María le miró, miró el fláccido órgano que se negaba a reaccionar. El hombre introdujo la mano en el bolsillo, extrajo un frasco pequeño, inhaló. El olor a laca de uñas llegó hasta María.

—Eso no es necesario. Quítate la ropa —dijo—. Quítate la ropa. Haré algo.

—¿Harás algo?

Se la estaba machacando, pero seguía inerte.

—Quédate ahí, puta.

María apartó la mano de su vagina y esperó. El hombre se quitó la ropa en una esquina de la habitación. María percibió el olor a sudor, rancio y animal, que emanaba de su cuerpo.

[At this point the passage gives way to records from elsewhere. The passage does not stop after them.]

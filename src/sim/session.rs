//! Generic session state machine
//!
//! Every game shares one lifecycle: a fresh round is dealt on mount, actions
//! either score, advance, or fail the session, and restart deals again with
//! the score zeroed. A game only supplies the round generator (`deal`), the
//! success predicate (`play`) and the points it awards.

use std::fmt::Debug;
use std::time::Duration;

use serde::Serialize;

use super::rng::GameRng;
use super::timers::Timers;

/// Coarse lifecycle position of a session
#[derive(Debug, Clone, Copy, PartialEq, Eq, Serialize)]
pub enum Phase {
    InProgress,
    GameOver,
}

/// Result of a player action or a fired task
#[derive(Debug, Clone, Copy, PartialEq, Eq)]
pub enum Outcome {
    /// Rejected: session over, or the action does not apply right now
    Ignored,
    /// Accepted, nothing to score yet (first card flipped, timer ticked)
    Pending,
    /// Points awarded; `next_round` deals a new round immediately
    Scored { points: u32, next_round: bool },
    /// Deal a new round without scoring
    NextRound,
    /// The game's failure rule fired; the session is over
    Failed,
}

/// Mutable services a game may use while handling an action or task
pub struct Ctx<'a, T> {
    pub rng: &'a mut GameRng,
    pub timers: &'a mut Timers<T>,
}

/// The per-game part of the state machine
pub trait RoundGame {
    /// Puzzle state for one round (one problem, one board, one word)
    type Round: Clone + Debug + Serialize;
    /// Player input understood by this game
    type Action: Debug;
    /// Deferred work this game schedules
    type Task: Clone + Debug;

    /// Name used in logs and snapshots
    fn name(&self) -> &'static str;

    /// Generate a fresh round
    fn deal(&self, rng: &mut GameRng) -> Self::Round;

    /// Schedule session-long tasks (countdowns). Called on mount and restart.
    fn arm(&self, _round: &Self::Round, _timers: &mut Timers<Self::Task>) {}

    /// Judge a player action against the current round
    fn play(
        &self,
        round: &mut Self::Round,
        action: Self::Action,
        ctx: &mut Ctx<'_, Self::Task>,
    ) -> Outcome;

    /// Handle a task that came due
    fn fire(
        &self,
        _round: &mut Self::Round,
        _task: Self::Task,
        _ctx: &mut Ctx<'_, Self::Task>,
    ) -> Outcome {
        Outcome::Pending
    }

    /// Score as shown to the player (Memory Match reports pairs × 10)
    fn reported_score(&self, score: u32) -> u32 {
        score
    }
}

/// Serializable view of a session for the host page
#[derive(Debug, Serialize)]
pub struct Snapshot<'a, R: Serialize> {
    pub game: &'static str,
    pub score: u32,
    pub reported_score: u32,
    pub phase: Phase,
    pub round: &'a R,
}

/// One play-through of a single game
#[derive(Debug)]
pub struct Session<G: RoundGame> {
    game: G,
    rng: GameRng,
    timers: Timers<G::Task>,
    round: G::Round,
    score: u32,
    phase: Phase,
}

impl<G: RoundGame> Session<G> {
    /// Mount a session with a freshly dealt round
    pub fn new(game: G, seed: u64) -> Self {
        let mut rng = GameRng::new(seed);
        let round = game.deal(&mut rng);
        let mut timers = Timers::new();
        game.arm(&round, &mut timers);
        log::info!("{} started (seed {})", game.name(), seed);
        Self {
            game,
            rng,
            timers,
            round,
            score: 0,
            phase: Phase::InProgress,
        }
    }

    /// Mount a session on a prepared round (scripted play and replays)
    pub fn with_round(game: G, seed: u64, round: G::Round) -> Self {
        let mut timers = Timers::new();
        game.arm(&round, &mut timers);
        Self {
            game,
            rng: GameRng::new(seed),
            timers,
            round,
            score: 0,
            phase: Phase::InProgress,
        }
    }

    pub fn game(&self) -> &G {
        &self.game
    }

    pub fn round(&self) -> &G::Round {
        &self.round
    }

    pub fn score(&self) -> u32 {
        self.score
    }

    pub fn reported_score(&self) -> u32 {
        self.game.reported_score(self.score)
    }

    pub fn phase(&self) -> Phase {
        self.phase
    }

    pub fn is_over(&self) -> bool {
        self.phase == Phase::GameOver
    }

    /// Deferred tasks still waiting to fire
    pub fn pending_tasks(&self) -> usize {
        self.timers.pending()
    }

    /// Apply a player action. A no-op once the session is over.
    pub fn act(&mut self, action: G::Action) -> Outcome {
        if self.is_over() {
            log::debug!("{}: ignoring {:?} after game over", self.game.name(), action);
            return Outcome::Ignored;
        }
        let mut ctx = Ctx {
            rng: &mut self.rng,
            timers: &mut self.timers,
        };
        let outcome = self.game.play(&mut self.round, action, &mut ctx);
        self.apply(outcome)
    }

    /// Advance the session clock and handle every task that comes due.
    /// Returns the outcome of each fired task in firing order.
    pub fn advance(&mut self, dt: Duration) -> Vec<Outcome> {
        self.timers.advance(dt);
        let mut fired = Vec::new();
        while !self.is_over() {
            let Some(task) = self.timers.pop_due() else {
                break;
            };
            let mut ctx = Ctx {
                rng: &mut self.rng,
                timers: &mut self.timers,
            };
            let outcome = self.game.fire(&mut self.round, task, &mut ctx);
            fired.push(self.apply(outcome));
        }
        fired
    }

    /// Start over: cancel pending tasks, zero the score, deal a new round
    pub fn restart(&mut self) {
        self.timers.cancel_all();
        self.score = 0;
        self.phase = Phase::InProgress;
        self.round = self.game.deal(&mut self.rng);
        self.game.arm(&self.round, &mut self.timers);
        log::info!("{} restarted", self.game.name());
    }

    pub fn snapshot(&self) -> Snapshot<'_, G::Round> {
        Snapshot {
            game: self.game.name(),
            score: self.score,
            reported_score: self.reported_score(),
            phase: self.phase,
            round: &self.round,
        }
    }

    fn apply(&mut self, outcome: Outcome) -> Outcome {
        match outcome {
            Outcome::Scored { points, next_round } => {
                self.score = self.score.saturating_add(points);
                if next_round {
                    self.round = self.game.deal(&mut self.rng);
                }
            }
            Outcome::NextRound => {
                self.round = self.game.deal(&mut self.rng);
            }
            Outcome::Failed => {
                self.phase = Phase::GameOver;
                self.timers.cancel_all();
                log::info!(
                    "{} over, final score {}",
                    self.game.name(),
                    self.reported_score()
                );
            }
            Outcome::Ignored | Outcome::Pending => {}
        }
        outcome
    }
}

Antonio subió a la cama, se colocó entre sus piernas, se frotó contra ella y apretó el cuchillo contra su garganta. María notó el tacto de la hoja, delgada y mortífera, sobre su piel.

Antonio se arrodilló delante de ella, se la sacudió inútilmente. María sintió la piel fláccida apretada contra su vello púbico.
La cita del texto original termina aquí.